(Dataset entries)
>>>>

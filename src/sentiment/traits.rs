// Polarity scorer trait — the swap-ready abstraction.
//
// Like the TopicStrategy trait, this lets us swap the polarity model without
// changing the rest of the pipeline. The default implementation is a weighted
// lexicon; a statistical sentence-level model is a drop-in replacement as
// long as it stays deterministic.

/// Trait for scoring the emotional valence of normalized text.
pub trait PolarityScorer: Send + Sync {
    /// Score a normalized text for polarity.
    ///
    /// Returns a value in [-1.0, 1.0]: negative for critical text, positive
    /// for appreciative text, near zero for neutral or unscorable text.
    /// Must be deterministic and monotonic in valence — the same text always
    /// produces the same score.
    fn polarity(&self, text: &str) -> f64;
}
// Weighted-lexicon polarity scorer — the default backend.
//
// Zero model files, runs locally, fully deterministic. Each sentiment-bearing
// word carries a weight in [-1, 1]; the text's polarity is the mean weight of
// the matched words, with simple negation flipping ("not helpful") and
// intensifier boosting ("very rude"). Words the lexicon doesn't know
// contribute nothing, so neutral administrative text scores 0.0.

use std::collections::HashMap;

use super::traits::PolarityScorer;

/// Sentiment-bearing vocabulary tuned for patient feedback. Weights are
/// relative strength, not probabilities.
const WORD_WEIGHTS: &[(&str, f64)] = &[
    // Appreciative
    ("amazing", 0.9),
    ("excellent", 0.9),
    ("wonderful", 0.9),
    ("fantastic", 0.9),
    ("outstanding", 0.9),
    ("great", 0.8),
    ("best", 0.8),
    ("love", 0.8),
    ("loved", 0.8),
    ("grateful", 0.8),
    ("happy", 0.7),
    ("helpful", 0.7),
    ("kind", 0.7),
    ("friendly", 0.7),
    ("caring", 0.7),
    ("attentive", 0.7),
    ("polite", 0.7),
    ("good", 0.6),
    ("professional", 0.6),
    ("thank", 0.6),
    ("thanks", 0.6),
    ("satisfied", 0.6),
    ("pleasant", 0.6),
    ("nice", 0.6),
    ("efficient", 0.6),
    ("clean", 0.5),
    ("quick", 0.5),
    ("fast", 0.5),
    ("comfortable", 0.5),
    ("smooth", 0.5),
    // Critical
    ("terrible", -0.9),
    ("horrible", -0.9),
    ("awful", -0.9),
    ("worst", -0.9),
    ("rude", -0.8),
    ("disrespectful", -0.8),
    ("negligent", -0.8),
    ("hate", -0.8),
    ("hated", -0.8),
    ("filthy", -0.8),
    ("impolite", -0.7),
    ("unfriendly", -0.7),
    ("angry", -0.7),
    ("disappointed", -0.7),
    ("disappointing", -0.7),
    ("frustrated", -0.7),
    ("frustrating", -0.7),
    ("ignored", -0.7),
    ("unhelpful", -0.7),
    ("careless", -0.7),
    ("unprofessional", -0.7),
    ("useless", -0.7),
    ("shouted", -0.7),
    ("shouting", -0.7),
    ("yelled", -0.7),
    ("unhygienic", -0.7),
    ("bad", -0.6),
    ("poor", -0.6),
    ("dirty", -0.6),
    ("upset", -0.6),
    ("overpriced", -0.6),
    ("painful", -0.6),
    ("waste", -0.6),
    ("nonchalant", -0.5),
    ("slow", -0.5),
    ("delayed", -0.5),
    ("expensive", -0.5),
    ("pain", -0.5),
    ("wrong", -0.5),
    ("mistake", -0.5),
    ("uncomfortable", -0.5),
    ("sad", -0.5),
    ("late", -0.4),
    ("confusing", -0.4),
    ("confused", -0.4),
    ("crowded", -0.4),
    ("noisy", -0.4),
];

/// Words that invert the polarity of the word that follows them.
const NEGATORS: &[&str] = &[
    "not", "no", "never", "none", "cannot", "cant", "dont", "didnt", "wasnt",
    "isnt", "wont", "couldnt", "wouldnt", "hardly", "barely",
];

/// Words that amplify the polarity of the word that follows them.
const INTENSIFIERS: &[&str] = &["very", "really", "extremely", "so", "too", "incredibly"];

/// How much a negated word keeps of its flipped weight ("not great" is mildly
/// negative, not the mirror image of "great").
const NEGATION_DAMPING: f64 = 0.5;

/// Multiplier applied by an intensifier, result clamped to [-1, 1].
const INTENSIFIER_BOOST: f64 = 1.5;

/// Lexicon-based polarity scorer. Built once at startup and read-only after.
pub struct LexiconScorer {
    weights: HashMap<&'static str, f64>,
}

impl LexiconScorer {
    pub fn new() -> Self {
        Self {
            weights: WORD_WEIGHTS.iter().copied().collect(),
        }
    }
}

impl Default for LexiconScorer {
    fn default() -> Self {
        Self::new()
    }
}

impl PolarityScorer for LexiconScorer {
    /// Mean weight of the matched words, with negation and intensifiers
    /// applied from the immediately preceding token. Expects text already
    /// normalized (lowercase, punctuation stripped).
    fn polarity(&self, text: &str) -> f64 {
        let tokens: Vec<&str> = text.split_whitespace().collect();

        let mut sum = 0.0;
        let mut matched = 0u32;

        for (i, token) in tokens.iter().enumerate() {
            let Some(&weight) = self.weights.get(token) else {
                continue;
            };

            let prev = i.checked_sub(1).map(|j| tokens[j]);
            let weight = match prev {
                Some(p) if NEGATORS.contains(&p) => -weight * NEGATION_DAMPING,
                Some(p) if INTENSIFIERS.contains(&p) => {
                    (weight * INTENSIFIER_BOOST).clamp(-1.0, 1.0)
                }
                _ => weight,
            };

            sum += weight;
            matched += 1;
        }

        if matched == 0 {
            0.0
        } else {
            (sum / f64::from(matched)).clamp(-1.0, 1.0)
        }
    }
}

#[cfg(test)]
mod tests {
    use super::*;

    fn score(text: &str) -> f64 {
        LexiconScorer::new().polarity(text)
    }

    #[test]
    fn appreciative_text_is_positive() {
        assert!(score("amazing staff very helpful") > 0.1);
    }

    #[test]
    fn critical_text_is_negative() {
        assert!(score("the nurse was rude and dismissive") < -0.1);
    }

    #[test]
    fn unknown_words_score_zero() {
        assert_eq!(score("i visited the clinic on tuesday"), 0.0);
    }

    #[test]
    fn negation_flips_polarity() {
        assert!(score("the staff were not helpful") < 0.0);
        assert!(score("the wait was not bad") > 0.0);
    }

    #[test]
    fn intensifier_amplifies() {
        assert!(score("very rude reception") < score("rude reception"));
    }

    #[test]
    fn deterministic() {
        let text = "good doctors but a terrible wait";
        assert_eq!(score(text), score(text));
    }

    #[test]
    fn empty_text_scores_zero() {
        assert_eq!(score(""), 0.0);
    }
}
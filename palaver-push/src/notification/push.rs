//! HTTP push transport.

use std::time::Duration;

use async_trait::async_trait;
use reqwest::header::{
    AUTHORIZATION, CONNECTION, CONTENT_TYPE, HOST, HeaderValue, USER_AGENT,
};
use reqwest::{Client, redirect};
use tracing::debug;
use url::Url;

use super::payload::PushPayload;
use super::retry::AttemptOutcome;
use crate::config::HostInfo;
use crate::registry::DeviceRecord;
use crate::{Error, Result};

/// Product token of this module in the `User-Agent` header.
pub const MODULE_PRODUCT: &str = "znc-palaver";

/// A fully prepared push request for one device.
#[derive(Debug, Clone)]
pub struct PushRequest {
    pub endpoint: Url,
    pub bearer: String,
    pub body: Vec<u8>,
}

impl PushRequest {
    /// Prepare the request for `record`. Fails when the device cannot be reached.
    pub fn new(record: &DeviceRecord, payload: &PushPayload) -> Result<Self> {
        let raw = record
            .push_endpoint
            .as_deref()
            .ok_or_else(|| Error::validation(format!("device {} has no push endpoint", record.key)))?;

        let endpoint = Url::parse(raw)
            .map_err(|e| Error::validation(format!("invalid push endpoint {}: {}", raw, e)))?;
        if !matches!(endpoint.scheme(), "http" | "https") || endpoint.host_str().is_none() {
            return Err(Error::validation(format!(
                "unsupported push endpoint {}",
                raw
            )));
        }

        let bearer = record.bearer_token().to_string();
        HeaderValue::from_str(&format!("Bearer {}", bearer))
            .map_err(|_| Error::validation("push token is not a valid header value"))?;

        Ok(Self {
            endpoint,
            bearer,
            body: payload.to_body()?,
        })
    }

    /// Host name sent in the `Host` header (without port).
    pub fn host(&self) -> &str {
        self.endpoint.host_str().unwrap_or_default()
    }
}

/// Sends a single push attempt and classifies the result.
#[async_trait]
pub trait PushTransport: Send + Sync {
    async fn send(&self, request: &PushRequest) -> AttemptOutcome;
}

/// `reqwest`-backed transport: one fresh connection per attempt.
pub struct HttpPushTransport {
    client: Client,
    user_agent: String,
}

impl HttpPushTransport {
    pub fn new(host: &HostInfo, timeout: Duration) -> Result<Self> {
        let client = Client::builder()
            .timeout(timeout)
            .pool_max_idle_per_host(0)
            .http1_title_case_headers()
            .redirect(redirect::Policy::none())
            .build()?;

        Ok(Self {
            client,
            user_agent: user_agent(host),
        })
    }

    pub fn user_agent(&self) -> &str {
        &self.user_agent
    }
}

#[async_trait]
impl PushTransport for HttpPushTransport {
    async fn send(&self, request: &PushRequest) -> AttemptOutcome {
        let result = self
            .client
            .post(request.endpoint.clone())
            .header(HOST, request.host())
            .header(CONNECTION, "close")
            .header(CONTENT_TYPE, "application/json")
            .header(AUTHORIZATION, format!("Bearer {}", request.bearer))
            .header(USER_AGENT, self.user_agent.as_str())
            .body(request.body.clone())
            .send()
            .await;

        match result {
            Ok(response) => {
                let status = response.status().as_u16();
                debug!(host = request.host(), status, "Push endpoint responded");
                AttemptOutcome::from_status(status)
            }
            Err(e) if e.is_builder() => AttemptOutcome::Unroutable(e.to_string()),
            Err(e) => AttemptOutcome::Transient(e.to_string()),
        }
    }
}

/// `<module>/<version> <host>/<version>`.
pub fn user_agent(host: &HostInfo) -> String {
    format!(
        "{}/{} {}/{}",
        MODULE_PRODUCT,
        env!("CARGO_PKG_VERSION"),
        host.product,
        host.version
    )
}
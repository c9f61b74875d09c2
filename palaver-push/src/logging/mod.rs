//! Logging setup with a reloadable filter and local timezone timestamps.

use chrono::Local;
use tracing::info;
use tracing_subscriber::{
    EnvFilter,
    fmt::{self, format::Writer, time::FormatTime},
    layer::SubscriberExt,
    reload::{self, Handle},
    util::SubscriberInitExt,
};

/// Default log filter directive.
pub const DEFAULT_LOG_FILTER: &str = "palaver_push=info,reqwest=warn,hyper=warn";

/// Timer formatting timestamps in the server's local timezone.
#[derive(Debug, Clone, Copy)]
struct LocalTimer;

impl FormatTime for LocalTimer {
    fn format_time(&self, w: &mut Writer<'_>) -> std::fmt::Result {
        let now = Local::now();
        write!(w, "{}", now.format("%Y-%m-%dT%H:%M:%S%.3f%:z"))
    }
}

/// Type alias for the reload handle.
pub type FilterHandle = Handle<EnvFilter, tracing_subscriber::Registry>;

/// Handle to the installed subscriber's filter.
#[derive(Clone)]
pub struct LoggingConfig {
    handle: FilterHandle,
}

impl LoggingConfig {
    /// Get the current filter directive string.
    pub fn get_filter(&self) -> String {
        self.handle
            .with_current(|filter| filter.to_string())
            .unwrap_or_default()
    }

    /// Set a new filter directive (e.g. `"palaver_push=debug"`).
    pub fn set_filter(&self, directive: &str) -> crate::Result<()> {
        let new_filter = EnvFilter::try_new(directive)
            .map_err(|e| crate::Error::Other(format!("Invalid filter directive: {}", e)))?;

        self.handle
            .reload(new_filter)
            .map_err(|e| crate::Error::Other(format!("Failed to reload filter: {}", e)))?;

        info!(directive = %directive, "Log filter updated");
        Ok(())
    }
}

/// Install the global subscriber.
///
/// `RUST_LOG` wins over `default_filter`, which falls back to [`DEFAULT_LOG_FILTER`].
pub fn init_logging(default_filter: Option<&str>) -> crate::Result<LoggingConfig> {
    let initial_filter = EnvFilter::try_from_default_env().unwrap_or_else(|_| {
        EnvFilter::new(default_filter.unwrap_or(DEFAULT_LOG_FILTER))
    });
    let (filter_layer, handle) = reload::Layer::new(initial_filter);

    tracing_subscriber::registry()
        .with(filter_layer)
        .with(fmt::layer().with_ansi(true).with_timer(LocalTimer))
        .try_init()
        .map_err(|e| {
            crate::Error::Other(format!("Failed to set global default subscriber: {}", e))
        })?;

    Ok(LoggingConfig { handle })
}

/// Shorten a secret for log output, keeping only a recognisable prefix.
pub fn redact(secret: &str) -> String {
    let prefix: String = secret.chars().take(6).collect();
    if prefix.len() == secret.len() {
        "***".to_string()
    } else {
        format!("{}…", prefix)
    }
}

#[cfg(test)]
mod tests {
    use super::*;

    #[test]
    fn test_redact() {
        assert_eq!(redact("9167e47b01598af7423e2ecd3d0a3ec4"), "9167e4…");
        assert_eq!(redact("abc"), "***");
        assert_eq!(redact(""), "***");
    }

    #[test]
    fn test_filter_reload() {
        let (layer, handle) = reload::Layer::new(EnvFilter::new(DEFAULT_LOG_FILTER));
        let _subscriber = tracing_subscriber::registry().with(layer);
        let config = LoggingConfig { handle };

        assert!(config.get_filter().contains("palaver_push=info"));
        config.set_filter("palaver_push=debug").unwrap();
        assert!(config.get_filter().contains("palaver_push=debug"));
        assert!(config.set_filter("palaver_push=notalevel").is_err());
    }
}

<<<<

**Work order**
Write out the lines of the entries, word for word, from the first through the one containing "is a weighted", and stop at that line.

**Answer to this problem**
filename src/sentiment/traits.rs
// Polarity scorer trait — the swap-ready abstraction.
//
// Like the TopicStrategy trait, this lets us swap the polarity model without
// changing the rest of the pipeline. The default implementation is a weighted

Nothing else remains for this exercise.